Just because an expense is claimed by the trust does not mean that the trust expense is legitimate. For example, in general, personal expenses are not deductible on a US tax return. If that person wants to form a trust and then claim the same expenses that were once considered personal, now as trust expenses – the IRS can take the position that the trust is being used for improper purposes (as in, it is being used for claim personal expenses that are not otherwise deductible).

As expected in Neely v. United States, 775 F.2d 1092 (9th Cir. 19850)

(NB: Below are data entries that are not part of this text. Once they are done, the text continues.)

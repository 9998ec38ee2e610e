//! TypeScript and TSX
//!
//! Same shape as JavaScript plus interfaces, type aliases, enums and
//! namespaces. `.tsx` files get the TSX grammar.

use crate::base::SymbolKind;
use crate::engine::TreeSitterExtractor;
use crate::languages::javascript::function_binding;
use crate::rules::{LanguageSpec, NodeRule, has_async_token};
use tree_sitter::Language;

fn grammar(path: &str) -> Language {
    if path.ends_with(".tsx") {
        tree_sitter_typescript::LANGUAGE_TSX.into()
    } else {
        tree_sitter_typescript::LANGUAGE_TYPESCRIPT.into()
    }
}

pub fn spec() -> LanguageSpec {
    let function = || {
        NodeRule::new(SymbolKind::Function, &["identifier"])
            .signature(&["formal_parameters"])
            .async_when(has_async_token)
    };
    let method = || {
        NodeRule::new(
            SymbolKind::Method,
            &["property_identifier", "private_property_identifier"],
        )
        .signature(&["formal_parameters"])
        .async_when(has_async_token)
    };

    LanguageSpec::new("typescript", &[".ts", ".tsx", ".mts", ".cts"], grammar)
        .rule("function_declaration", function())
        .rule("generator_function_declaration", function())
        .rule("function_signature", function())
        .rule(
            "class_declaration",
            NodeRule::new(SymbolKind::Class, &["type_identifier", "identifier"])
                .body(&["class_body"]),
        )
        .rule(
            "abstract_class_declaration",
            NodeRule::new(SymbolKind::Class, &["type_identifier", "identifier"])
                .body(&["class_body"]),
        )
        .rule("method_definition", method())
        .rule("method_signature", method())
        .rule("abstract_method_signature", method())
        .rule(
            "interface_declaration",
            NodeRule::new(SymbolKind::Interface, &["type_identifier"])
                .body(&["interface_body", "object_type"]),
        )
        .rule(
            "type_alias_declaration",
            NodeRule::new(SymbolKind::Type, &["type_identifier"]),
        )
        .rule(
            "enum_declaration",
            NodeRule::new(SymbolKind::Enum, &["identifier"]),
        )
        .rule(
            "internal_module",
            NodeRule::new(SymbolKind::Namespace, &["identifier", "nested_identifier"])
                .body(&["statement_block"])
                .keep_member_kinds(),
        )
        .override_node("lexical_declaration", function_binding)
        .override_node("variable_declaration", function_binding)
}

pub fn extractor() -> TreeSitterExtractor {
    TreeSitterExtractor::new(spec())
}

  • “Even where a taxpayer has structured a transaction so that it meets the formal requirements of the Internal Revenue Code, it will be denied legal effect if its sole purpose is to evade tax. cannot be used to transform the personal activities of a family into trust activities, the family expenses becoming expenses for the administration of the trust. Schulz v. Commissioner, 686 F.2d 490, 493 (7th Cir. 1982).

A bona fide charity is required for charitable trusts

Using a trust to donate money or other assets to charity is a great mechanism for both the trustee and the charity. The problem is of course when the actual charity is not a true charity (and therefore the trust would not be considered a sufficient charitable trust to meet IRS requirements) or the donation is not is not a real gift. In order to claim this type of charitable deduction, the IRS makes it clear that the recipient must be a genuine charity and that the benefit must go to the charity and not some hidden benefit from the payer. As expected in Fausner v. Commissioner55 TC 620 (1971).

  • “As used in Section 170(c), the term ‘contribution’ is synonymous with the term ‘gift’, and the term ‘gift’ has no esoteric meaning in the context of the section. channingUnited States, 4 F. Sup. 33, 34 (D. Mass. 1933), confirming per curiam 67 F.2d 986 (CA 1, 1933). Thus, to be eligible, the payments must have been made as detached or disinterested acts of generosity and not for the anticipated benefit of the payer. Commissioner v. Duberstein, 363 United States 278 (1960). »

IRS increases scrutiny of trusts

The Internal Revenue Service is stepping up its review of trusts to make sure they meet the requirements of the Internal Revenue Code. Although a typical settlor trust used to hold real estate (personal or rental property) is unlikely to cause a problem, taxpayers should be aware of the potential pitfalls of the trust.